[Record excerpts]
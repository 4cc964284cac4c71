//! Driven port for ingredients and their nutrient profiles.

use async_trait::async_trait;
use pagination::{Page, Paginated};

use super::StoreError;
use crate::domain::{Ingredient, IngredientDraft};

/// Persistence contract for ingredients.
#[cfg_attr(test, mockall::automock)]
#[async_trait]
pub trait IngredientRepository: Send + Sync {
    /// Page through ingredients ordered by name, nutrients included.
    async fn get_ingredients(&self, page: &Page) -> Result<Paginated<Ingredient>, StoreError>;

    /// Create an ingredient and its nutrient profile.
    async fn create_ingredient(&self, draft: &IngredientDraft) -> Result<Ingredient, StoreError>;

    /// Rename an ingredient and replace its nutrient profile.
    async fn update_ingredient(
        &self,
        id: i64,
        draft: &IngredientDraft,
    ) -> Result<Ingredient, StoreError>;

    /// Delete an ingredient that no step references.
    async fn delete_ingredient(&self, id: i64) -> Result<(), StoreError>;
}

[Exercise aim]
Beginning with the first line above, could you copy every line exactly, up to and including the one with "name, nutrients included."?

[Solution to the exercise]
repository 4cc964284cac4c71
//! Driven port for ingredients and their nutrient profiles.

use async_trait::async_trait;
use pagination::{Page, Paginated};

use super::StoreError;
use crate::domain::{Ingredient, IngredientDraft};

/// Persistence contract for ingredients.
#[cfg_attr(test, mockall::automock)]
#[async_trait]
pub trait IngredientRepository: Send + Sync {
    /// Page through ingredients ordered by name, nutrients included.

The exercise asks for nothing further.